--- DATA TO USE Enclosed Below ---

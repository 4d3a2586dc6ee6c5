use reqwest::blocking::Client;
use serde::de::DeserializeOwned;
use url::Url;

use crate::config::ClientConfig;
use crate::error::{Error, ServiceError};
use crate::types::{map_response, RawResponse, ServiceCallResult};

/// A blocking counterpart of `HttpGetClient` for callers without a runtime.
///
/// Outcomes are mapped exactly as the async client maps them. Must not be
/// used from inside an async context.
#[derive(Debug, Clone)]
pub struct BlockingHttpGetClient {
    client: Client,
}

impl BlockingHttpGetClient {
    pub fn new() -> Result<Self, Error> {
        Self::with_config(&ClientConfig::default())
    }

    pub fn with_config(config: &ClientConfig) -> Result<Self, Error> {
        let client = Client::builder()
            .timeout(config.timeout())
            .default_headers(config.default_headers()?)
            .pool_max_idle_per_host(0)
            .build()?;

        Ok(Self { client })
    }

    fn execute(&self, url: &Url) -> Result<RawResponse, String> {
        let response = self
            .client
            .get(url.clone())
            .send()
            .map_err(|e| e.to_string())?;

        let status = response.status().as_u16();
        let body = response.bytes().map_err(|e| e.to_string())?;

        Ok(RawResponse {
            status: Some(status),
            body,
        })
    }

    pub fn get(&self, url: &Url) -> ServiceCallResult {
        log::debug!("GET {}", url);
        map_response(self.execute(url))
    }

    pub fn get_json<T: DeserializeOwned>(&self, url: &Url) -> Result<T, ServiceError> {
        let body = self.get(url)?;
        serde_json::from_slice(&body).map_err(|e| ServiceError::new(e.to_string(), None))
    }
}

--- End of Enclosed DATA TO USE ---

ABOUT THIS TASK:
Line by line, retype all the entries exactly as they are shown.

OUTPUT FOR THIS EXERCISE:
repository 4d3a2586dc6ee6c5
use reqwest::blocking::Client;
use serde::de::DeserializeOwned;
use url::Url;

use crate::config::ClientConfig;
use crate::error::{Error, ServiceError};
use crate::types::{map_response, RawResponse, ServiceCallResult};

/// A blocking counterpart of `HttpGetClient` for callers without a runtime.
///
/// Outcomes are mapped exactly as the async client maps them. Must not be
/// used from inside an async context.
#[derive(Debug, Clone)]
pub struct BlockingHttpGetClient {
    client: Client,
}

impl BlockingHttpGetClient {
    pub fn new() -> Result<Self, Error> {
        Self::with_config(&ClientConfig::default())
    }

    pub fn with_config(config: &ClientConfig) -> Result<Self, Error> {
        let client = Client::builder()
            .timeout(config.timeout())
            .default_headers(config.default_headers()?)
            .pool_max_idle_per_host(0)
            .build()?;

        Ok(Self { client })
    }

    fn execute(&self, url: &Url) -> Result<RawResponse, String> {
        let response = self
            .client
            .get(url.clone())
            .send()
            .map_err(|e| e.to_string())?;

        let status = response.status().as_u16();
        let body = response.bytes().map_err(|e| e.to_string())?;

        Ok(RawResponse {
            status: Some(status),
            body,
        })
    }

    pub fn get(&self, url: &Url) -> ServiceCallResult {
        log::debug!("GET {}", url);
        map_response(self.execute(url))
    }

    pub fn get_json<T: DeserializeOwned>(&self, url: &Url) -> Result<T, ServiceError> {
        let body = self.get(url)?;
        serde_json::from_slice(&body).map_err(|e| ServiceError::new(e.to_string(), None))
    }
}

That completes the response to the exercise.